[ofbiz-framework] branch trunk updated: Fixed: Secure the uploads (OFBIZ-12080)

This is an automated email from the ASF dual-hosted git repository.

jleroux pushed a commit to branch trunk
in repository https://gitbox.apache.org/repos/asf/ofbiz-framework.git


The following commit(s) were added to refs/heads/trunk by this push:
     new 179dd24  Fixed: Secure the uploads (OFBIZ-12080)
179dd24 is described below

commit 179dd2411abdbcda82242266e794abbc20e07720
Author: Jacques Le Roux <[hidden email]>
AuthorDate: Mon Dec 14 16:46:05 2020 +0100

    Fixed: Secure the uploads (OFBIZ-12080)
   
    Follows OWASP advice on file names:
   
    All the control characters and Unicode ones should be removed from the filenames
    and their extensions without any exception.
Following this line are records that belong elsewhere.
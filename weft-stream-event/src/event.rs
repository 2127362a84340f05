//! Wire-level event types (type + payload), independent of `weft`'s in-process
//! `StreamEvent` enum so this crate never depends on the runtime crate. `weft`
//! bridges its `StreamEvent` into `ProtocolEvent` before handing it to
//! `envelope::to_json` for a remote consumer (a CLI, a websocket client).

use serde::Serialize;
use serde_json::Value;

/// One stream event's wire shape: variant name + payload, mirroring
/// `weft::events::StreamEvent` one-for-one. Every variant carries the
/// emitting agent's name and, for forwarded sub-agent events, the
/// originating sub-agent's name — the envelope uses `agent` to track which
/// run a sequence of events belongs to.
#[derive(Clone, Debug, Serialize)]
#[serde(tag = "type", rename_all = "snake_case")]
pub enum ProtocolEvent {
    TextDelta {
        agent: String,
        sub_agent: Option<String>,
        text: String,
    },
    ThinkingDelta {
        agent: String,
        sub_agent: Option<String>,
        text: String,
    },
    ToolCallStart {
        agent: String,
        sub_agent: Option<String>,
        call: Value,
    },
    ToolCallDelta {
        agent: String,
        sub_agent: Option<String>,
        id: String,
        arguments_delta: String,
    },
    ToolCallEnd {
        agent: String,
        sub_agent: Option<String>,
        id: String,
    },
    ToolResultEvent {
        agent: String,
        sub_agent: Option<String>,
        id: String,
        result: Value,
    },
    AgentStart {
        agent: String,
        sub_agent: Option<String>,
    },
    AgentEnd {
        agent: String,
        sub_agent: Option<String>,
    },
    InputReceived {
        agent: String,
        sub_agent: Option<String>,
        input: String,
    },
    InputRequest {
        agent: String,
        sub_agent: Option<String>,
        question: String,
    },
    InputResponse {
        agent: String,
        sub_agent: Option<String>,
        text: String,
    },
    Suspend {
        agent: String,
        sub_agent: Option<String>,
    },
    Resume {
        agent: String,
        sub_agent: Option<String>,
    },
    UsageUpdate {
        agent: String,
        sub_agent: Option<String>,
        usage: Value,
    },
}

impl ProtocolEvent {
    /// The emitting agent's own name (never the forwarded sub-agent name).
    pub fn agent(&self) -> &str {
        match self {
            ProtocolEvent::TextDelta { agent, .. }
            | ProtocolEvent::ThinkingDelta { agent, .. }
            | ProtocolEvent::ToolCallStart { agent, .. }
            | ProtocolEvent::ToolCallDelta { agent, .. }
            | ProtocolEvent::ToolCallEnd { agent, .. }
            | ProtocolEvent::ToolResultEvent { agent, .. }
            | ProtocolEvent::AgentStart { agent, .. }
            | ProtocolEvent::AgentEnd { agent, .. }
            | ProtocolEvent::InputReceived { agent, .. }
            | ProtocolEvent::InputRequest { agent, .. }
            | ProtocolEvent::InputResponse { agent, .. }
            | ProtocolEvent::Suspend { agent, .. }
            | ProtocolEvent::Resume { agent, .. }
            | ProtocolEvent::UsageUpdate { agent, .. } => agent,
        }
    }

    pub fn is_agent_start(&self) -> bool {
        matches!(self, ProtocolEvent::AgentStart { .. })
    }

    /// Serializes this event to a JSON object (type + payload only; no envelope).
    pub fn to_value(&self) -> Result<Value, serde_json::Error> {
        serde_json::to_value(self)
    }
}

#[cfg(test)]
mod tests {
    use super::*;

    #[test]
    fn to_value_tags_by_type() {
        let event = ProtocolEvent::TextDelta {
            agent: "writer".into(),
            sub_agent: None,
            text: "hi".into(),
        };
        let value = event.to_value().unwrap();
        assert_eq!(value["type"], "text_delta");
        assert_eq!(value["agent"], "writer");
        assert_eq!(value["text"], "hi");
    }

    #[test]
    fn agent_returns_emitting_agent_not_sub_agent() {
        let event = ProtocolEvent::AgentStart {
            agent: "router".into(),
            sub_agent: Some("researcher".into()),
        };
        assert_eq!(event.agent(), "router");
    }
}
Also, the special characters such as
    “;”, “:”, “>”, “<”, “/” ,”\”, additional “.”, “*”, “%”, “$”, and so on should be
    discarded as well.
   
    If it is applicable and there is no need to have Unicode characters, it is
    highly recommended to only accept Alpha-Numeric characters and only 1 dot as an
    input for the file name and the extension; in which the file name and also the
    extension should not be empty at all
    (regular expression: [a-zA-Z0-9]{1,200}.[a-zA-Z0-9]{1,10}).
   
    So if someone needs other chars in uploaded filenames a change will be needed
---
 .../main/java/org/apache/ofbiz/security/SecuredUpload.java | 14 ++++++++++++++
 1 file changed, 14 insertions(+)

diff --git a/framework/security/src/main/java/org/apache/ofbiz/security/SecuredUpload.java b/framework/security/src/main/java/org/apache/ofbiz/security/SecuredUpload.java
index a8321dc..273bdf5 100644
--- a/framework/security/src/main/java/org/apache/ofbiz/security/SecuredUpload.java
+++ b/framework/security/src/main/java/org/apache/ofbiz/security/SecuredUpload.java
@@ -107,10 +107,24 @@ public class SecuredUpload {
 
         if (org.apache.commons.lang3.SystemUtils.IS_OS_WINDOWS) {
             if (fileToCheck.length() > 259) {
+                Debug.logError("Uploaded file name too long", MODULE);
+                return false;
+            } else if (!fileToCheck.matches("[a-zA-Z0-9]{1,249}.[a-zA-Z0-9]{1,10}")) {
+                Debug.logError("Uploaded file "
+                        + " should contain only Alpha-Numeric characters, only 1 dot as an input for the file name and the extension; "
+                        + "in which the file name and also the extension should not be empty at all  ",
+                        MODULE);
                 return false;
             }
         } else {
             if (fileToCheck.length() > 4096) {
+                Debug.logError("Uploaded file name too long", MODULE);
+                return false;
+            } else if (!fileToCheck.matches("[a-zA-Z0-9]{1,4086}.[a-zA-Z0-9]{1,10}")) {
+                Debug.logError("Uploaded file "
+                        + " should contain only Alpha-Numeric characters, only 1 dot as an input for the file name and the extension; "
+                        + "in which the file name and also the extension should not be empty at all  ",
+                        MODULE);
                 return false;
             }
         }